■ **YOUR GOAL**:
The expected output is each line below containing "None", copied in full.

* * *

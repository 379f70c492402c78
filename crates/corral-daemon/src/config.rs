use crate::DaemonError;
use corral_core::RegistryOptions;
use corral_runtime::{ResourceLimits, StdioMode};
use serde::{Deserialize, Serialize};
use std::path::{Path, PathBuf};
use std::time::Duration;

pub const DEFAULT_CONFIG_PATH: &str = "/etc/corral/daemon.toml";
pub const SOCKET_ENV: &str = "CORRAL_SOCKET";
pub const LOCK_FILE: &str = "corrald.lock";

/// `corrald` settings, read from TOML. Every field is optional.
///
/// ```toml
/// socket_path = "/run/corral.sock"
/// stop_grace_ms = 5000
///
/// [default_limits]
/// memory_bytes = 268435456
/// pids_max = 64
/// ```
#[derive(Debug, Clone, PartialEq, Eq, Serialize, Deserialize)]
#[serde(default, deny_unknown_fields)]
pub struct DaemonConfig {
    pub socket_path: PathBuf,
    pub state_dir: PathBuf,
    pub cgroup_root: PathBuf,
    /// Root of the `<name>/<tag>/manifest.json` image tree.
    pub image_root: PathBuf,
    /// `namespace` or `mock`.
    pub provider: String,
    pub stop_grace_ms: u64,
    pub reap_interval_ms: u64,
    /// Let detached containers write to the daemon's stdout/stderr instead
    /// of discarding their output.
    pub inherit_stdio: bool,
    pub default_limits: ResourceLimits,
}

impl Default for DaemonConfig {
    fn default() -> Self {
        Self {
            socket_path: PathBuf::from("/var/run/corral.sock"),
            state_dir: PathBuf::from("/var/lib/corral"),
            cgroup_root: PathBuf::from(corral_runtime::cgroup::DEFAULT_CGROUP_ROOT),
            image_root: PathBuf::from("/var/lib/corral/images"),
            provider: "namespace".to_owned(),
            stop_grace_ms: 3000,
            reap_interval_ms: 500,
            inherit_stdio: false,
            default_limits: ResourceLimits::default(),
        }
    }
}

impl DaemonConfig {
    pub fn load(path: &Path) -> Result<Self, DaemonError> {
        let content = std::fs::read_to_string(path)
            .map_err(|e| DaemonError::Config(format!("failed to read {}: {e}", path.display())))?;
        Self::parse(&content).map_err(|e| match e {
            DaemonError::Config(msg) => DaemonError::Config(format!("{}: {msg}", path.display())),
            other => other,
        })
    }

    pub fn parse(content: &str) -> Result<Self, DaemonError> {
        let config: Self =
            toml::from_str(content).map_err(|e| DaemonError::Config(e.to_string()))?;
        config.validate()?;
        Ok(config)
    }

    /// `explicit` if given, else the system config file if present, else
    /// built-in defaults.
    pub fn resolve(explicit: Option<&Path>) -> Result<Self, DaemonError> {
        match explicit {
            Some(path) => Self::load(path),
            None if Path::new(DEFAULT_CONFIG_PATH).exists() => {
                Self::load(Path::new(DEFAULT_CONFIG_PATH))
            }
            None => Ok(Self::default()),
        }
    }

    #[must_use]
    pub fn with_socket_override(mut self, socket: Option<PathBuf>) -> Self {
        if let Some(path) = socket.filter(|p| !p.as_os_str().is_empty()) {
            self.socket_path = path;
        }
        self
    }

    pub fn validate(&self) -> Result<(), DaemonError> {
        self.default_limits
            .validate()
            .map_err(|e| DaemonError::Config(format!("default_limits: {e}")))?;
        if self.reap_interval_ms == 0 {
            return Err(DaemonError::Config(
                "reap_interval_ms must be greater than zero".to_owned(),
            ));
        }
        Ok(())
    }

    pub fn lock_path(&self) -> PathBuf {
        self.state_dir.join(LOCK_FILE)
    }

    pub fn registry_options(&self) -> RegistryOptions {
        RegistryOptions {
            default_limits: self.default_limits,
            stop_grace: Duration::from_millis(self.stop_grace_ms),
        }
    }

    pub fn reap_interval(&self) -> Duration {
        Duration::from_millis(self.reap_interval_ms)
    }

    pub fn detached_stdio(&self) -> StdioMode {
        if self.inherit_stdio {
            StdioMode::Inherit
        } else {
            StdioMode::Null
        }
    }
}

#[cfg(test)]
mod tests {
    use super::*;

    #[test]
    fn empty_file_gives_defaults() {
        assert_eq!(DaemonConfig::parse("").unwrap(), DaemonConfig::default());
    }

    #[test]
    fn partial_file_overrides_fields() {
        let config = DaemonConfig::parse(
            r#"
socket_path = "/run/corral.sock"
stop_grace_ms = 5000

[default_limits]
pids_max = 64
"#,
        )
        .unwrap();
        assert_eq!(config.socket_path, PathBuf::from("/run/corral.sock"));
        assert_eq!(config.registry_options().stop_grace, Duration::from_secs(5));
        assert_eq!(config.default_limits.pids_max, 64);
        assert_eq!(
            config.default_limits.memory_bytes,
            ResourceLimits::default().memory_bytes
        );
        assert_eq!(config.state_dir, PathBuf::from("/var/lib/corral"));
    }

    #[test]
    fn unknown_keys_are_rejected() {
        let err = DaemonConfig::parse("sockt_path = \"/x\"").unwrap_err();
        assert!(matches!(err, DaemonError::Config(_)));
    }

    #[test]
    fn invalid_limits_are_rejected() {
        let err = DaemonConfig::parse("[default_limits]\ncpu_shares = 1\n").unwrap_err();
        assert!(err.to_string().contains("default_limits"));
    }

    #[test]
    fn zero_reap_interval_is_rejected() {
        assert!(DaemonConfig::parse("reap_interval_ms = 0").is_err());
    }

    #[test]
    fn load_reports_path() {
        let dir = tempfile::tempdir().unwrap();
        let path = dir.path().join("daemon.toml");
        std::fs::write(&path, "provider = 3").unwrap();
        let err = DaemonConfig::load(&path).unwrap_err();
        assert!(err.to_string().contains("daemon.toml"));

        let missing = DaemonConfig::load(&dir.path().join("absent.toml")).unwrap_err();
        assert!(missing.to_string().contains("absent.toml"));
    }

    #[test]
    fn socket_override() {
        let config = DaemonConfig::default()
            .with_socket_override(Some(PathBuf::from("/tmp/c.sock")));
        assert_eq!(config.socket_path, PathBuf::from("/tmp/c.sock"));
        let config = config.with_socket_override(Some(PathBuf::new()));
        assert_eq!(config.socket_path, PathBuf::from("/tmp/c.sock"));
        assert_eq!(config.with_socket_override(None).lock_path().file_name().unwrap(), "corrald.lock");
    }

    #[test]
    fn stdio_mode_follows_flag() {
        let mut config = DaemonConfig::default();
        assert_eq!(config.detached_stdio(), StdioMode::Null);
        config.inherit_stdio = true;
        assert_eq!(config.detached_stdio(), StdioMode::Inherit);
    }
}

* * *

■ **WORKED SOLUTION**:
            None if Path::new(DEFAULT_CONFIG_PATH).exists() => {
            None => Ok(Self::default()),
        assert_eq!(config.with_socket_override(None).lock_path().file_name().unwrap(), "corrald.lock");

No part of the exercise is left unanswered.